• _WHAT THE TASK REQUIRES_:
Below are records; please give the number of their lines that contain the string "this", and only that number.

Saved entries
---------------

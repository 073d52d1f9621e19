//! The parambank value universe.
//!
//! Element types form a small lattice used for buffer narrowing:
//! `Bool < Int < Float < Dual` is the numeric chain, `Text` is the only
//! nonnumeric leaf, and `Any` sits above everything. Scalars and shaped
//! values are the runtime counterparts that flow into and out of buffers.

use std::fmt;
use std::ops::{Add, Div, Mul, Neg, Sub};

use serde::{Deserialize, Serialize};

/// Element type of a buffer slot.
#[derive(Debug, Clone, Copy, PartialEq, Eq, Hash, PartialOrd, Ord, Serialize, Deserialize)]
#[serde(rename_all = "snake_case")]
pub enum ElemType {
    Bool,
    Int,
    Float,
    /// Float carrying directional derivatives.
    Dual,
    Text,
    /// Heterogeneous payloads. Never narrowed further.
    Any,
}

impl ElemType {
    /// Position in the numeric chain, `None` for nonnumeric types.
    fn numeric_rank(self) -> Option<u8> {
        match self {
            ElemType::Bool => Some(0),
            ElemType::Int => Some(1),
            ElemType::Float => Some(2),
            ElemType::Dual => Some(3),
            ElemType::Text | ElemType::Any => None,
        }
    }

    /// Whether values of this type take part in numeric promotion.
    pub fn is_numeric(self) -> bool {
        self.numeric_rank().is_some()
    }

    /// Float-like types: the only ones eligible for the tunable class.
    pub fn is_real(self) -> bool {
        matches!(self, ElemType::Float | ElemType::Dual)
    }

    /// Least upper bound of two element types.
    pub fn join(self, other: ElemType) -> ElemType {
        if self == other {
            return self;
        }
        match (self.numeric_rank(), other.numeric_rank()) {
            (Some(a), Some(b)) => {
                if a >= b {
                    self
                } else {
                    other
                }
            }
            _ => ElemType::Any,
        }
    }

    /// Whether a slot declared with this type accepts a scalar of type `found`.
    ///
    /// `Dual` is accepted wherever `Float` is declared.
    pub fn accepts(self, found: ElemType) -> bool {
        match self {
            ElemType::Any => true,
            ElemType::Text => found == ElemType::Text,
            ElemType::Float | ElemType::Dual => found.is_numeric(),
            ElemType::Int => matches!(found, ElemType::Bool | ElemType::Int),
            ElemType::Bool => found == ElemType::Bool,
        }
    }
}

---------------

• _WRITTEN ANSWER_:
2